> [Exercise brief]: Pull every line with the word "orchestrator" out of the entries below.

Collected data

-=-=-

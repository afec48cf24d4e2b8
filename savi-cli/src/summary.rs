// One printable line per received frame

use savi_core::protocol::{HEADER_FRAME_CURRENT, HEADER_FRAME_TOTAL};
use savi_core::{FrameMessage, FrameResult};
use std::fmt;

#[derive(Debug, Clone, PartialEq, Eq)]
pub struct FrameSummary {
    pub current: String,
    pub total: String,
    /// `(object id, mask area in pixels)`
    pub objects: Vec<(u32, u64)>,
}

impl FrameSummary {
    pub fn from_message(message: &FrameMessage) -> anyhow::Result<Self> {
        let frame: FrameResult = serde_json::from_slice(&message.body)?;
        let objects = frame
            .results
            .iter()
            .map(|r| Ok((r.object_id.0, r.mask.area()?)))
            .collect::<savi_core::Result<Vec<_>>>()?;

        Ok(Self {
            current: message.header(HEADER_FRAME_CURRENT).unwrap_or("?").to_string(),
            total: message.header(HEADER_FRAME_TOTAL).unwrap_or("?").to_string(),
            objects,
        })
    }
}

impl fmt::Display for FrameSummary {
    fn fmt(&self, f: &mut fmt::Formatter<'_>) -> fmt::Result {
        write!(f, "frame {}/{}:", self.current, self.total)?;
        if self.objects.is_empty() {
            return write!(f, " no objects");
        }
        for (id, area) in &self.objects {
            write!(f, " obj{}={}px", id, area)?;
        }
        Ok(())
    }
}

-=-=-

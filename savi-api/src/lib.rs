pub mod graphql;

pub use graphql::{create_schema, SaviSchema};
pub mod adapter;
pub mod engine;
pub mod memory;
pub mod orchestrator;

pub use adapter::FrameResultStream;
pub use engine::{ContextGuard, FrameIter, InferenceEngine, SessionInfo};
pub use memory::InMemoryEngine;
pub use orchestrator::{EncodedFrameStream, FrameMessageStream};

-=-=-

> [Finished exercise]:
pub mod orchestrator;
pub use orchestrator::{EncodedFrameStream, FrameMessageStream};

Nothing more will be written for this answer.